What to do — Select and copy out every line in the records containing "last".

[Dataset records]
□ □ □ □ □

//! Test-only, in-memory collaborators used by unit and behaviour tests.

use geo::{Geometry, Intersects};

use crate::compare::{GeometryComparer, GeometryComparisonError};
use crate::feature::Feature;
use crate::source::{FeatureQuery, FeatureSource, FeatureSourceError};

/// In-memory `FeatureSource` used in tests.
///
/// The source performs a linear scan and is intended only for small
/// datasets. It evaluates no filter expressions: any clause other than the
/// match-all default is rejected with
/// [`FeatureSourceError::UnsupportedFilter`].
#[derive(Default, Debug, Clone)]
pub struct MemoryFeatureSource {
    features: Vec<Feature>,
}

impl MemoryFeatureSource {
    /// Create a source containing a single feature.
    #[must_use]
    pub fn with_feature(feature: Feature) -> Self {
        Self::with_features(std::iter::once(feature))
    }

    /// Create a source from a collection of features.
    pub fn with_features<I>(features: I) -> Self
    where
        I: IntoIterator<Item = Feature>,
    {
        Self {
            features: features.into_iter().collect(),
        }
    }
}

impl FeatureSource for MemoryFeatureSource {
    fn query_features(&self, query: &FeatureQuery) -> Result<Vec<Feature>, FeatureSourceError> {
        if !query.is_match_all() {
            return Err(FeatureSourceError::UnsupportedFilter {
                expression: query.where_clause.clone(),
            });
        }
        Ok(self
            .features
            .iter()
            .filter(|feature| match (&query.spatial_filter, &feature.geometry) {
                (Some(bbox), Some(geometry)) => bbox.intersects(geometry),
                (Some(_), None) => false,
                (None, _) => true,
            })
            .cloned()
            .collect())
    }
}

/// `GeometryComparer` that refuses every comparison, for abort-semantics
/// tests.
#[derive(Debug, Default, Clone, Copy)]
pub struct FailingComparer;

impl GeometryComparer for FailingComparer {
    fn equals(
        &self,
        _a: &Geometry<f64>,
        _b: &Geometry<f64>,
    ) -> Result<bool, GeometryComparisonError> {
        Err(GeometryComparisonError::new("comparer always fails"))
    }
}
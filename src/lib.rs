//! Facade crate for the geomon feature-monitoring engine.
//!
//! This crate re-exports the core domain types so applications can depend on
//! a single crate while the implementation lives in the workspace members.

#![forbid(unsafe_code)]

pub use geomon_core::{
    Attributes, CalloutData, ChangeKind, Classification, DEFAULT_ID_ATTRIBUTE,
    ExactGeometryComparer, Feature, FeatureCache, FeatureMonitor, FeatureQuery, FeatureSource,
    FeatureSourceError, GeometryComparer, GeometryComparisonError, MonitorError, ObjectId,
    ReconcileError, ReconcileSummary, RequeryGate,
};
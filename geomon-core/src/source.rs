//! Query-executor seam and spatial re-query gating.
//!
//! The `FeatureSource` trait defines the boundary to whatever executes
//! filters against a named feature source — an SDK, a service client, or a
//! file. The engine treats the filter expression as opaque configuration
//! owned by the caller and never interprets it.

use geo::Rect;
use thiserror::Error;

use crate::feature::Feature;

/// Attribute filter matching every feature.
pub const MATCH_ALL_CLAUSE: &str = "1=1";

/// Coordinate tolerance in degrees below which two spatial filters are
/// treated as equivalent by [`RequeryGate`].
pub const WGS84_COORDINATE_TOLERANCE: f64 = 0.01;

/// Filter configuration for one query execution.
///
/// The where clause is owned and evaluated by the source; the optional
/// bounding box restricts results spatially. Coordinates are WGS84 with
/// `x = longitude` and `y = latitude`.
#[derive(Debug, Clone, PartialEq)]
pub struct FeatureQuery {
    /// Attribute filter expression, opaque to the engine.
    pub where_clause: String,
    /// Optional bounding box restricting results spatially.
    pub spatial_filter: Option<Rect<f64>>,
}

impl FeatureQuery {
    /// Query matching every feature.
    #[must_use]
    pub fn matching_all() -> Self {
        Self {
            where_clause: MATCH_ALL_CLAUSE.into(),
            spatial_filter: None,
        }
    }

    /// Query with a caller-supplied attribute filter.
    #[must_use]
    pub fn with_where_clause(clause: impl Into<String>) -> Self {
        Self {
            where_clause: clause.into(),
            spatial_filter: None,
        }
    }

    /// Query matching every feature within the bounding box.
    #[must_use]
    pub fn within(bbox: Rect<f64>) -> Self {
        Self {
            where_clause: MATCH_ALL_CLAUSE.into(),
            spatial_filter: Some(bbox),
        }
    }

    /// Report whether the attribute filter is the match-all clause.
    #[must_use]
    pub fn is_match_all(&self) -> bool {
        self.where_clause == MATCH_ALL_CLAUSE
    }
}

impl Default for FeatureQuery {
    fn default() -> Self {
        Self::matching_all()
    }
}

/// Errors surfaced by a [`FeatureSource`].
#[derive(Debug, Clone, PartialEq, Eq, Error)]
pub enum FeatureSourceError {
    /// The source has no backing data to query yet.
    #[error("feature source is not loaded")]
    NotLoaded,
    /// The source cannot evaluate the requested filter expression.
    #[error("unsupported filter expression: {expression}")]
    UnsupportedFilter {
        /// The expression the source refused.
        expression: String,
    },
    /// Executing the query failed.
    #[error("feature query failed: {message}")]
    Query {
        /// Source-specific description of the failure.
        message: String,
    },
}

/// Execute a filter against a feature source and materialise the results.
///
/// Implementers own transport, retries, and cancellation. A cancelled or
/// failed query must simply never reach the cache; reconciliation is then
/// skipped for that attempt.
///
/// # Examples
///
/// ```rust
/// use geomon_core::{Feature, FeatureQuery, FeatureSource, FeatureSourceError};
///
/// struct EmptySource;
///
/// impl FeatureSource for EmptySource {
///     fn query_features(
///         &self,
///         _query: &FeatureQuery,
///     ) -> Result<Vec<Feature>, FeatureSourceError> {
///         Ok(Vec::new())
///     }
/// }
///
/// let batch = EmptySource.query_features(&FeatureQuery::matching_all())?;
/// assert!(batch.is_empty());
/// # Ok::<(), FeatureSourceError>(())
/// ```
pub trait FeatureSource {
    /// Return the features matching `query`.
    fn query_features(&self, query: &FeatureQuery) -> Result<Vec<Feature>, FeatureSourceError>;
}

/// Suppresses repeat spatial queries while the filter has barely moved.
///
/// Panning a map fires many viewpoint changes that would otherwise re-query
/// the same area. The gate accepts a bounding box only when some corner
/// coordinate differs from the last accepted box by more than the tolerance.
///
/// # Examples
/// ```
/// use geo::{Coord, Rect};
/// use geomon_core::RequeryGate;
///
/// let mut gate = RequeryGate::default();
/// let bbox = Rect::new(Coord { x: 0.0, y: 0.0 }, Coord { x: 1.0, y: 1.0 });
///
/// assert!(gate.should_requery(&bbox));
/// assert!(!gate.should_requery(&bbox));
/// ```
#[derive(Debug, Clone, PartialEq)]
pub struct RequeryGate {
    tolerance: f64,
    last: Option<Rect<f64>>,
}

impl RequeryGate {
    /// Create a gate with a caller-supplied coordinate tolerance in degrees.
    #[must_use]
    pub fn new(tolerance: f64) -> Self {
        Self {
            tolerance,
            last: None,
        }
    }

    /// Decide whether a query for `bbox` is worth executing.
    ///
    /// Returns `false` when the box is within tolerance of the last accepted
    /// one. An accepted box becomes the new reference.
    pub fn should_requery(&mut self, bbox: &Rect<f64>) -> bool {
        if let Some(last) = &self.last
            && within_tolerance(last, bbox, self.tolerance)
        {
            return false;
        }
        self.last = Some(*bbox);
        true
    }

    /// Forget the last accepted bounding box.
    pub fn reset(&mut self) {
        self.last = None;
    }
}

impl Default for RequeryGate {
    fn default() -> Self {
        Self::new(WGS84_COORDINATE_TOLERANCE)
    }
}

fn within_tolerance(a: &Rect<f64>, b: &Rect<f64>, tolerance: f64) -> bool {
    let close = |lhs: f64, rhs: f64| (lhs - rhs).abs() <= tolerance;
    close(a.min().x, b.min().x)
        && close(a.min().y, b.min().y)
        && close(a.max().x, b.max().x)
        && close(a.max().y, b.max().y)
}
//! Monitoring facade tying a feature source to the reconciliation cache.
//!
//! The surrounding application triggers reconciliation at two points: an
//! initial data-source load and a user-initiated spatial query. Both are
//! plain function calls here; no event machinery belongs in the engine.

use geo::Rect;
use log::debug;
use thiserror::Error;

use crate::cache::{FeatureCache, ReconcileError, ReconcileSummary};
use crate::compare::{ExactGeometryComparer, GeometryComparer};
use crate::source::{FeatureQuery, FeatureSource, FeatureSourceError, RequeryGate};

/// Errors surfaced when a monitor trigger runs.
#[derive(Debug, Clone, PartialEq, Eq, Error)]
pub enum MonitorError {
    /// The upstream query failed; the cache was left untouched.
    #[error("feature query failed")]
    Source(#[from] FeatureSourceError),
    /// Reconciliation aborted part-way through the batch.
    #[error("reconciliation failed")]
    Reconcile(#[from] ReconcileError),
}

/// Drives a [`FeatureSource`] into a [`FeatureCache`].
///
/// The monitor owns the cache and exposes it read-only; external code cannot
/// mutate the entries directly. Each trigger queries the source, reconciles
/// the batch, and reports the summary. A failed query never reaches the
/// cache, which then stays at its last good state.
///
/// # Examples
/// ```
/// use geomon_core::{Attributes, Feature, FeatureMonitor};
/// use geomon_core::test_support::MemoryFeatureSource;
/// use serde_json::json;
///
/// # fn main() -> Result<(), geomon_core::MonitorError> {
/// let source = MemoryFeatureSource::with_features([Feature::with_point(
///     8.68,
///     50.11,
///     Attributes::from([("OBJECTID".into(), json!(1))]),
/// )]);
/// let mut monitor = FeatureMonitor::new(source);
///
/// let summary = monitor.refresh()?;
/// assert_eq!(summary.added(), 1);
/// assert_eq!(monitor.cache().len(), 1);
/// # Ok(())
/// # }
/// ```
#[derive(Debug)]
pub struct FeatureMonitor<S, C = ExactGeometryComparer> {
    source: S,
    cache: FeatureCache<C>,
    gate: RequeryGate,
}

impl<S: FeatureSource> FeatureMonitor<S, ExactGeometryComparer> {
    /// Monitor the source with a fresh default cache.
    #[must_use]
    pub fn new(source: S) -> Self {
        Self::with_cache(source, FeatureCache::new())
    }
}

impl<S: FeatureSource, C: GeometryComparer> FeatureMonitor<S, C> {
    /// Monitor the source with a caller-configured cache.
    #[must_use]
    pub fn with_cache(source: S, cache: FeatureCache<C>) -> Self {
        Self {
            source,
            cache,
            gate: RequeryGate::default(),
        }
    }

    /// Load trigger: query every feature and reconcile the result.
    ///
    /// # Errors
    ///
    /// Propagates source and reconciliation failures as [`MonitorError`].
    pub fn refresh(&mut self) -> Result<ReconcileSummary, MonitorError> {
        self.run(&FeatureQuery::matching_all())
    }

    /// Refresh with a caller-supplied attribute filter.
    ///
    /// # Errors
    ///
    /// Propagates source and reconciliation failures as [`MonitorError`].
    pub fn query_where(
        &mut self,
        clause: impl Into<String>,
    ) -> Result<ReconcileSummary, MonitorError> {
        self.run(&FeatureQuery::with_where_clause(clause))
    }

    /// Spatial-query trigger, e.g. a map tap.
    ///
    /// Consults the re-query gate first: `Ok(None)` means the bounding box
    /// was within tolerance of the previously queried one and the query was
    /// suppressed.
    ///
    /// # Errors
    ///
    /// Propagates source and reconciliation failures as [`MonitorError`].
    pub fn query_within(
        &mut self,
        bbox: Rect<f64>,
    ) -> Result<Option<ReconcileSummary>, MonitorError> {
        if !self.gate.should_requery(&bbox) {
            debug!("spatial filter barely moved, query suppressed");
            return Ok(None);
        }
        self.run(&FeatureQuery::within(bbox)).map(Some)
    }

    /// Read access to the cached state.
    #[must_use]
    pub fn cache(&self) -> &FeatureCache<C> {
        &self.cache
    }

    fn run(&mut self, query: &FeatureQuery) -> Result<ReconcileSummary, MonitorError> {
        let batch = self.source.query_features(query)?;
        let summary = self.cache.reconcile(batch)?;
        debug!(
            "{} features with geometry in batch",
            summary.non_empty_geometries
        );
        debug!("{} features cached", summary.cache_size);
        Ok(summary)
    }
}
//! Like, share and status endpoints under `/api/posts/{id}`

use actix_web::{Responder, web};
use std::sync::Arc;

use crate::api::middleware::Identity;
use crate::services::EngagementService;

use super::helpers::api_result;

pub async fn like_post(
    identity: Identity,
    path: web::Path<String>,
    engagement: web::Data<Arc<EngagementService>>,
) -> impl Responder {
    api_result(engagement.like(&identity.user_id, &path).await)
}

pub async fn unlike_post(
    identity: Identity,
    path: web::Path<String>,
    engagement: web::Data<Arc<EngagementService>>,
) -> impl Responder {
    api_result(engagement.unlike(&identity.user_id, &path).await)
}

pub async fn share_post(
    identity: Identity,
    path: web::Path<String>,
    engagement: web::Data<Arc<EngagementService>>,
) -> impl Responder {
    api_result(
        engagement
            .create_or_get_share(&identity.user_id, &path)
            .await,
    )
}

/// Anonymous callers get `is_liked: false`
pub async fn post_status(
    identity: Option<Identity>,
    path: web::Path<String>,
    engagement: web::Data<Arc<EngagementService>>,
) -> impl Responder {
    let viewer = identity.as_ref().map(|i| i.user_id.as_str());
    api_result(engagement.get_status(&path, viewer).await)
}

□ □ □ □ □

Worked solution —
/// coordinate differs from the last accepted box by more than the tolerance.
    last: Option<Rect<f64>>,
            last: None,
    /// Returns `false` when the box is within tolerance of the last accepted
        if let Some(last) = &self.last
            && within_tolerance(last, bbox, self.tolerance)
        self.last = Some(*bbox);
    /// Forget the last accepted bounding box.
        self.last = None;
/// cache, which then stays at its last good state.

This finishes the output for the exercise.